Information:
- Opening Delimiter -
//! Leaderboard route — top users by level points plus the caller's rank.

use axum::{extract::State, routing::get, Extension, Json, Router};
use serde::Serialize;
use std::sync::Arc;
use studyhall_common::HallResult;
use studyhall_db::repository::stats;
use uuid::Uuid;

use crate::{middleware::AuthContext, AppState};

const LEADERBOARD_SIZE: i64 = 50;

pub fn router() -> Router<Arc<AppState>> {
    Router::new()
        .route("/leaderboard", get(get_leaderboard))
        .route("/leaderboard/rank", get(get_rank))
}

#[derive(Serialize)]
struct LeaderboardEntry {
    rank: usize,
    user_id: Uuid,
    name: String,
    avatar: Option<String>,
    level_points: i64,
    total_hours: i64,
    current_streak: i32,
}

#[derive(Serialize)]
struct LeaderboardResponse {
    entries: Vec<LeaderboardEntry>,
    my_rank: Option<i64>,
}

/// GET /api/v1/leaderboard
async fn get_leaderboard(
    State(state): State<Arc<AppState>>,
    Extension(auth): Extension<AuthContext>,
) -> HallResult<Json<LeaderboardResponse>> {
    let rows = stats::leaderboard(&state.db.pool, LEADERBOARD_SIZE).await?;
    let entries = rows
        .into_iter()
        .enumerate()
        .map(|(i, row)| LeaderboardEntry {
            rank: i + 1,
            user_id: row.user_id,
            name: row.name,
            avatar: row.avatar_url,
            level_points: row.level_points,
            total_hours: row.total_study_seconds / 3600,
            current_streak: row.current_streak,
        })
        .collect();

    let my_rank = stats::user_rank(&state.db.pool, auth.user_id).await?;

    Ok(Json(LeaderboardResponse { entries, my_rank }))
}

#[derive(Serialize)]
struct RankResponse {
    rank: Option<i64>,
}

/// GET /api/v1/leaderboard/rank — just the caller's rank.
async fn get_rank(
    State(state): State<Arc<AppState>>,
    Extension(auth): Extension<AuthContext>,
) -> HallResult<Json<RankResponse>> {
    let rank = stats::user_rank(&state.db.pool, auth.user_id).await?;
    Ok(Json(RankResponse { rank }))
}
- Closing Delimiter -
List each line in the listing that contains the string "struct".

Exercise solution:
struct LeaderboardEntry {
struct LeaderboardResponse {
struct RankResponse {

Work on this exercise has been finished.